# Slurm

### Overview

TensorWave Slurm combines the power of **Slurm**, the industry-standard workload manager for HPC and AI, with the flexibility of a **Kubernetes-native orchestration layer**.\
This integration delivers a modern, multi-tenant environment that scales seamlessly across AMD Instinct GPU clusters—enabling teams to run distributed training, fine-tuning, and simulation workloads without managing the underlying infrastructure.

With TensorWave, you get the familiar Slurm interface running on top of a cloud-native control plane that provides automated scheduling, easy scaling, and container-based execution.

***

### Why Slurm on Kubernetes?

Traditional Slurm deployments were designed for static on-prem clusters.\
TensorWave modernizes that model by running Slurm **inside Kubernetes**, unlocking:

* **Scalable compute pools** — resize your slurm cluster within your K8s environment.
* **Container-native workflows** — integrate directly with your existing Docker or Enroot environments.
* **Multi-tenant isolation** — each user or team runs in a secure namespace with defined resource limits.
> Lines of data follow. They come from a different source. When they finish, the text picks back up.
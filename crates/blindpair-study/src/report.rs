//! Aggregation outputs: plain text, CSV tables and a JSON dump.

use blindpair_models::report::rank;
use blindpair_models::{ResponseRow, StudyReport};
use serde::Serialize;
use std::path::{Path, PathBuf};
use tokio::fs;
use tracing::info;

use crate::aggregator::Aggregation;
use crate::error::StudyResult;

pub const TEXT_REPORT_FILENAME: &str = "aggregated_results.txt";
pub const JSON_REPORT_FILENAME: &str = "detailed_results.json";
pub const MODEL_CSV_FILENAME: &str = "model_preferences.csv";
pub const QUESTION_CSV_FILENAME: &str = "question_results.csv";
pub const PAIR_CSV_FILENAME: &str = "pair_results.csv";
pub const RESPONSES_CSV_FILENAME: &str = "all_responses.csv";

const WIDE_RULE: usize = 60;

// ============================================================================
// Text
// ============================================================================

/// Human-readable report.
pub fn render_text(report: &StudyReport, study_name: &str) -> String {
    let rule = "=".repeat(WIDE_RULE);
    let thin = "-".repeat(WIDE_RULE);
    let s = &report.summary;

    let mut lines = vec![
        rule.clone(),
        format!("BLIND PREFERENCE STUDY RESULTS: {}", study_name),
        rule,
        format!("Generated: {}", report.generated_at.format("%Y-%m-%d %H:%M:%S UTC")),
        String::new(),
        "SUMMARY".to_string(),
        thin.clone(),
        format!("Records seen: {}", s.records_seen),
        format!("Malformed records skipped: {}", s.malformed_records),
        format!("Malformed entries skipped: {}", s.malformed_entries),
        format!("Unique participants: {}", s.participants),
        format!("Choices extracted: {}", s.choices_extracted),
        format!("Decoded: {}", s.decoded),
        format!("Duplicates skipped: {}", s.duplicates),
        format!(
            "Undecodable: {} (order sheet missing: {}, lookup miss: {}, invalid choice: {})",
            s.failures.total(),
            s.failures.order_sheet_missing,
            s.failures.lookup_miss,
            s.failures.invalid_choice
        ),
        String::new(),
        "OVERALL MODEL PREFERENCES".to_string(),
        thin.clone(),
    ];

    if report.overall.is_empty() {
        lines.push("  (no decoded choices)".to_string());
    }
    lines.extend(
        report
            .ranked_overall()
            .into_iter()
            .map(|(model, stats)| format!("  {}: {}", model, stats)),
    );
    lines.push(String::new());

    for question in report.questions.values() {
        lines.push(format!(
            "QUESTION: {} ({} choices)",
            question.question, question.choices
        ));
        lines.push(thin.clone());
        lines.extend(
            rank(&question.models)
                .into_iter()
                .map(|(model, stats)| format!("  {}: {}", model, stats)),
        );
        lines.push(String::new());
    }

    lines.push("PAIRWISE RESULTS".to_string());
    lines.push(thin);
    for pair in report.pairs.values() {
        lines.push(format!("{} ({} choices)", pair.pair, pair.overall.total()));
        lines.push(format!("  {} (method A): {}", pair.method_a, pair.overall.method_a));
        lines.push(format!("  {} (method B): {}", pair.method_b, pair.overall.method_b));
        for (question, tally) in &pair.by_question {
            lines.push(format!(
                "    {}: {} {} / {} {}",
                question, pair.method_a, tally.method_a, pair.method_b, tally.method_b
            ));
        }
    }

    let mut out = lines.join("\n");
    out.push('\n');
    out
}

// ============================================================================
// CSV
// ============================================================================

/// Quote a CSV field when it needs it.
fn csv_field(value: &str) -> String {
    if value.contains(|c: char| matches!(c, ',' | '"' | '\n' | '\r')) {
        format!("\"{}\"", value.replace('"', "\"\""))
    } else {
        value.to_string()
    }
}

fn csv_line(out: &mut String, fields: &[&str]) {
    let line: Vec<String> = fields.iter().map(|f| csv_field(f)).collect();
    out.push_str(&line.join(","));
    out.push('\n');
}

fn rate(value: f64) -> String {
    format!("{:.4}", value)
}

pub fn model_preferences_csv(report: &StudyReport) -> String {
    let mut out = String::new();
    csv_line(&mut out, &["model", "wins", "total", "win_rate"]);
    for (model, stats) in report.ranked_overall() {
        csv_line(
            &mut out,
            &[
                model,
                stats.wins.to_string().as_str(),
                stats.total.to_string().as_str(),
                rate(stats.win_rate).as_str(),
            ],
        );
    }
    out
}

pub fn question_results_csv(report: &StudyReport) -> String {
    let mut out = String::new();
    csv_line(&mut out, &["question", "model", "wins", "total", "win_rate"]);
    for question in report.questions.values() {
        for (model, stats) in rank(&question.models) {
            csv_line(
                &mut out,
                &[
                    question.question.as_str(),
                    model,
                    stats.wins.to_string().as_str(),
                    stats.total.to_string().as_str(),
                    rate(stats.win_rate).as_str(),
                ],
            );
        }
    }
    out
}

/// Pair breakdown; the `all` question row is the pair's overall tally.
pub fn pair_results_csv(report: &StudyReport) -> String {
    let mut out = String::new();
    csv_line(
        &mut out,
        &[
            "pair",
            "question",
            "method_a",
            "method_a_wins",
            "method_b",
            "method_b_wins",
            "total",
            "method_a_win_rate",
            "method_b_win_rate",
        ],
    );
    for pair in report.pairs.values() {
        let rows = std::iter::once(("all", &pair.overall))
            .chain(pair.by_question.iter().map(|(q, t)| (q.as_str(), t)));
        for (question, tally) in rows {
            csv_line(
                &mut out,
                &[
                    pair.pair.as_str(),
                    question,
                    pair.method_a.as_str(),
                    tally.method_a.wins.to_string().as_str(),
                    pair.method_b.as_str(),
                    tally.method_b.wins.to_string().as_str(),
                    tally.total().to_string().as_str(),
                    rate(tally.method_a.win_rate).as_str(),
                    rate(tally.method_b.win_rate).as_str(),
                ],
            );
        }
    }
    out
}

pub fn all_responses_csv(rows: &[ResponseRow]) -> String {
    let mut out = String::new();
    csv_line(
        &mut out,
        &[
            "participant",
            "pair",
            "identity",
            "question",
            "raw_choice",
            "status",
            "chosen_model",
            "other_model",
        ],
    );
    for row in rows {
        csv_line(
            &mut out,
            &[
                row.participant.as_str(),
                row.pair.as_str(),
                row.identity.as_str(),
                row.question.as_str(),
                row.raw_choice.as_str(),
                row.status.as_str(),
                row.chosen_model.as_deref().unwrap_or_default(),
                row.other_model.as_deref().unwrap_or_default(),
            ],
        );
    }
    out
}

// ============================================================================
// Files
// ============================================================================

#[derive(Serialize)]
struct DetailedResults<'a> {
    study_name: &'a str,
    report: &'a StudyReport,
    responses: &'a [ResponseRow],
    diagnostics: &'a [String],
}

/// Write every output file into `dir`; returns the written paths.
pub async fn write_outputs(
    dir: &Path,
    aggregation: &Aggregation,
    study_name: &str,
) -> StudyResult<Vec<PathBuf>> {
    fs::create_dir_all(dir).await?;
    let report = &aggregation.report;

    let detailed = serde_json::to_string_pretty(&DetailedResults {
        study_name,
        report,
        responses: &aggregation.rows,
        diagnostics: &aggregation.diagnostics,
    })?;

    let files = [
        (TEXT_REPORT_FILENAME, render_text(report, study_name)),
        (JSON_REPORT_FILENAME, detailed),
        (MODEL_CSV_FILENAME, model_preferences_csv(report)),
        (QUESTION_CSV_FILENAME, question_results_csv(report)),
        (PAIR_CSV_FILENAME, pair_results_csv(report)),
        (RESPONSES_CSV_FILENAME, all_responses_csv(&aggregation.rows)),
    ];

    let mut written = Vec::with_capacity(files.len());
    for (name, contents) in files {
        let path = dir.join(name);
        fs::write(&path, contents).await?;
        written.push(path);
    }

    info!(dir = %dir.display(), files = written.len(), "Wrote aggregation outputs");
    Ok(written)
}

#[cfg(test)]
mod tests {
    use super::*;
    use blindpair_models::{DecodeStatus, PairStats, PairTally, QuestionStats, RunSummary, WinStats};
    use chrono::{TimeZone, Utc};
    use std::collections::BTreeMap;

    fn sample_report() -> StudyReport {
        let mut overall = BTreeMap::new();
        overall.insert("foo".to_string(), WinStats::new(1, 2));
        overall.insert("bar".to_string(), WinStats::new(1, 2));

        let mut questions = BTreeMap::new();
        questions.insert(
            "overall_quality".to_string(),
            QuestionStats {
                question: "overall_quality".into(),
                choices: 2,
                models: overall.clone(),
            },
        );

        let mut tally = PairTally::default();
        tally.record(true);
        tally.record(false);
        let mut pairs = BTreeMap::new();
        pairs.insert(
            "foo_vs_bar".to_string(),
            PairStats {
                pair: "foo_vs_bar".into(),
                method_a: "foo".into(),
                method_b: "bar".into(),
                overall: tally.clone(),
                by_question: BTreeMap::from([("overall_quality".to_string(), tally)]),
            },
        );

        StudyReport {
            generated_at: Utc.with_ymd_and_hms(2025, 3, 7, 9, 0, 0).unwrap(),
            summary: RunSummary {
                records_seen: 2,
                participants: 2,
                choices_extracted: 2,
                decoded: 2,
                ..RunSummary::default()
            },
            overall,
            questions,
            pairs,
        }
    }

    #[test]
    fn test_text_report_lists_models() {
        let text = render_text(&sample_report(), "demo");
        assert!(text.contains("foo: 1/2 (0.500)"));
        assert!(text.contains("bar: 1/2 (0.500)"));
        assert!(text.contains("foo_vs_bar (2 choices)"));
        assert!(text.contains("Undecodable: 0"));
    }

    #[test]
    fn test_text_report_layout() {
        let text = render_text(&sample_report(), "demo");
        let lines: Vec<&str> = text.lines().collect();
        assert_eq!(lines[0], "=".repeat(WIDE_RULE));
        assert_eq!(lines[1], "BLIND PREFERENCE STUDY RESULTS: demo");
        assert_eq!(lines[4], "");
        assert_eq!(lines[5], "SUMMARY");
        assert!(lines.contains(&"PAIRWISE RESULTS"));
        assert!(!text.contains("(no decoded choices)"));
        assert!(text.ends_with('\n'));
        assert!(!text.ends_with("\n\n"));
    }

    #[test]
    fn test_model_csv() {
        let csv = model_preferences_csv(&sample_report());
        let lines: Vec<&str> = csv.lines().collect();
        assert_eq!(lines[0], "model,wins,total,win_rate");
        assert_eq!(lines[1], "bar,1,2,0.5000");
        assert_eq!(lines[2], "foo,1,2,0.5000");
    }

    #[test]
    fn test_pair_csv_has_overall_row() {
        let csv = pair_results_csv(&sample_report());
        assert!(csv
            .lines()
            .any(|l| l == "foo_vs_bar,all,foo,1,bar,1,2,0.5000,0.5000"));
        assert_eq!(csv.lines().count(), 3);
    }

    #[test]
    fn test_csv_quoting() {
        assert_eq!(csv_field("plain"), "plain");
        assert_eq!(csv_field("a,b"), "\"a,b\"");
        assert_eq!(csv_field("say \"A\""), "\"say \"\"A\"\"\"");
    }

    #[test]
    fn test_responses_csv() {
        let rows = vec![ResponseRow {
            participant: "p1".into(),
            pair: "foo_vs_bar".into(),
            identity: "v1".into(),
            question: "q".into(),
            raw_choice: "C".into(),
            status: DecodeStatus::InvalidChoice,
            chosen_model: None,
            other_model: None,
        }];
        let csv = all_responses_csv(&rows);
        assert!(csv.lines().any(|l| l == "p1,foo_vs_bar,v1,q,C,invalid_choice,,"));
    }
}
The result is a unified, cloud-native scheduling experience that bridges HPC scalability with Kubernetes reliability.

***

### Quickstart Example

#### **1. Connect to Your Login Node**

Each Slurm environment provides a **login node**, your interactive entry point for running Slurm commands. Behind the scenes, this login node runs as a managed **Kubernetes pod**, with the same Slurm interface (`srun`, `sinfo`, `sbatch`), and the benefits of cloud-native orchestration.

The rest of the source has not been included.